То были последние слова, сказанные мне Александром для записи. В следующий вечер, когда я предстал перед ним, он поблагодарил меня за столь долгое пребывание в роли его исповедника (что, как заявил царь, сослужило добрую службу) и велел мне возвращаться к моим постоянным воинским обязанностям.

Что я и сделал.

После тридцатидневного отдыха армия продолжила продвижение на восток. Форсировав Акесин, ещё один могучий поток, а за ним Гидраот, она присоединила к владениям Пора обширные земли его недругов. Но тут юго-западный муссон принёс дожди. Семьдесят дней подряд армия, словно в душной парилке, хлюпала по превратившейся в сплошное болото земле, под непрекращающимися ни днём ни ночью, подобными неистовым водопадам ливнями. Боевой дух неуклонно падал.

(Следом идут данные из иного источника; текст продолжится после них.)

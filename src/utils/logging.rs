//! Logging initialisation

use tracing_subscriber::EnvFilter;

use crate::adapters::toml_config::LoggingSettings;

/// Install the global tracing subscriber.
///
/// `RUST_LOG` takes precedence over the configured level. Calling this twice
/// is harmless; the second subscriber is ignored.
pub fn init_logging(settings: &LoggingSettings) {
    let filter = EnvFilter::try_from_default_env()
        .unwrap_or_else(|_| EnvFilter::new(settings.level.to_lowercase()));

    let builder = tracing_subscriber::fmt()
        .with_env_filter(filter)
        .with_writer(std::io::stderr)
        .with_target(false);

    let _ = if settings.json {
        builder.json().try_init()
    } else {
        builder.try_init()
    };
}
//! Output file writer implementation

use std::io::Write;
use std::path::{Path, PathBuf};

use tracing::info;

use crate::app::package_interactor::DownloadPlan;
use crate::domain::model::ArtifactHandle;
use crate::error::{ComboError, ComboResult};
use crate::output::ArtifactRegistry;

/// Materialises a download plan as files in a directory
pub struct DownloadWriter {
    directory: PathBuf,
}

impl DownloadWriter {
    pub fn new(directory: impl Into<PathBuf>) -> Self {
        Self {
            directory: directory.into(),
        }
    }

    /// Write every file the plan exposes; returns the paths in plan order
    pub fn write_plan(
        &self,
        plan: &DownloadPlan,
        registry: &ArtifactRegistry,
    ) -> ComboResult<Vec<PathBuf>> {
        std::fs::create_dir_all(&self.directory)?;

        let mut written = Vec::new();
        match plan {
            DownloadPlan::Nothing => {}
            DownloadPlan::Direct(artifact) => {
                written.push(self.write_handle(registry, artifact.handle, &artifact.file_name())?);
            }
            DownloadPlan::Archive { name, handle, .. } => {
                written.push(self.write_handle(registry, *handle, name)?);
            }
            DownloadPlan::Individual { downloads } => {
                // Delays only matter for browser-style consumers
                for download in downloads {
                    let artifact = &download.artifact;
                    written.push(self.write_handle(
                        registry,
                        artifact.handle,
                        &artifact.file_name(),
                    )?);
                }
            }
        }
        Ok(written)
    }

    fn write_handle(
        &self,
        registry: &ArtifactRegistry,
        handle: ArtifactHandle,
        file_name: &str,
    ) -> ComboResult<PathBuf> {
        let bytes = registry.resolve(handle).ok_or_else(|| ComboError::OutputError {
            message: format!("{} ({}) is no longer available", file_name, handle),
        })?;
        let path = self.directory.join(file_name);
        Self::write_atomic(&path, &bytes)?;
        info!("Wrote {} ({} bytes)", path.display(), bytes.len());
        Ok(path)
    }

    /// Write through a temporary file in the target directory, then rename
    fn write_atomic(path: &Path, bytes: &[u8]) -> ComboResult<()> {
        let dir = path.parent().unwrap_or_else(|| Path::new("."));
        let mut temp = tempfile::NamedTempFile::new_in(dir)?;
        temp.write_all(bytes)?;
        temp.flush()?;
        temp.persist(path).map_err(|e| ComboError::OutputError {
            message: format!("Failed to rename temporary file to {}: {}", path.display(), e),
        })?;
        Ok(())
    }
}

#[cfg(test)]
mod tests {
    use super::*;
    use crate::app::package_interactor::StaggeredDownload;
    use crate::domain::model::{Artifact, ConcatTier};
    use std::time::Duration;

    fn artifact(registry: &mut ArtifactRegistry, name: &str, bytes: &[u8]) -> Artifact {
        Artifact {
            name: name.to_string(),
            handle: registry.register(bytes.to_vec()),
            size: bytes.len(),
            hook_name: "h.mp4".to_string(),
            body_name: "b.mp4".to_string(),
            cta_name: "c.mp4".to_string(),
            tier: ConcatTier::StreamCopy,
        }
    }

    #[test]
    fn test_write_direct() {
        let dir = tempfile::tempdir().unwrap();
        let mut registry = ArtifactRegistry::new();
        let plan = DownloadPlan::Direct(artifact(&mut registry, "output_h1_b1_c1", b"video"));

        let paths = DownloadWriter::new(dir.path()).write_plan(&plan, &registry).unwrap();
        assert_eq!(paths, vec![dir.path().join("output_h1_b1_c1.mp4")]);
        assert_eq!(std::fs::read(&paths[0]).unwrap(), b"video");
    }

    #[test]
    fn test_write_individual_fallback() {
        let dir = tempfile::tempdir().unwrap();
        let mut registry = ArtifactRegistry::new();
        let downloads = vec![
            StaggeredDownload {
                artifact: artifact(&mut registry, "output_h1_b1_c1", b"one"),
                delay: Duration::ZERO,
            },
            StaggeredDownload {
                artifact: artifact(&mut registry, "output_h1_b2_c1", b"two"),
                delay: Duration::from_millis(200),
            },
        ];

        let paths = DownloadWriter::new(dir.path())
            .write_plan(&DownloadPlan::Individual { downloads }, &registry)
            .unwrap();
        assert_eq!(paths.len(), 2);
        assert_eq!(std::fs::read(&paths[1]).unwrap(), b"two");
    }

    #[test]
    fn test_revoked_handle_is_an_error() {
        let dir = tempfile::tempdir().unwrap();
        let mut registry = ArtifactRegistry::new();
        let plan = DownloadPlan::Direct(artifact(&mut registry, "output_h1_b1_c1", b"video"));
        registry.invalidate_all();

        let result = DownloadWriter::new(dir.path()).write_plan(&plan, &registry);
        assert!(matches!(result, Err(ComboError::OutputError { .. })));
    }

    #[test]
    fn test_nothing_writes_nothing() {
        let dir = tempfile::tempdir().unwrap();
        let registry = ArtifactRegistry::new();
        let paths = DownloadWriter::new(dir.path())
            .write_plan(&DownloadPlan::Nothing, &registry)
            .unwrap();
        assert!(paths.is_empty());
    }
}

Хуже того, когда местных жителей спрашивали о расстоянии до Восточного Океана (находившегося, по утверждению Александра, «недалеко» и провозглашённого им конечной целью похода), из их ответов следовало, что, дабы добраться туда, надобно преодолеть тысячи стадиев, причём путь пролегает через широкие реки, подпирающие небеса горы, безжизненные пустыни и страны, обороняемые неисчислимыми и могучими воинствами. Если этот Океан вообще существует. И это после того, как, по подсчётам участников похода, армия за последние восемь лет оставила позади сто двенадцать тысяч стадиев.

Наконец на реке Гифасис к нему явилась делегация военачальников и «друзей», которые от имени всей армии стали молить его о милосердии. Они утверждали, что силы, стойкость и выносливость македонцев исчерпаны. Дальше на восток войско идти не может.

Александр с негодованием отверг их просьбу и в ярости вернулся в свой шатёр. Прежде подобное неудовольствие мигом привело бы армию к покорности, но теперь люди были решительно настроены настоять на своём. Когда царь уразумел, что никакие слова и действия не заставят солдат отступиться от их намерений, он устроил публичные жертвоприношения. Было явлено множество знамений, недвусмысленно указующих на то, что высшие силы едины с его воинами. Боги и солдаты желают одного и того же.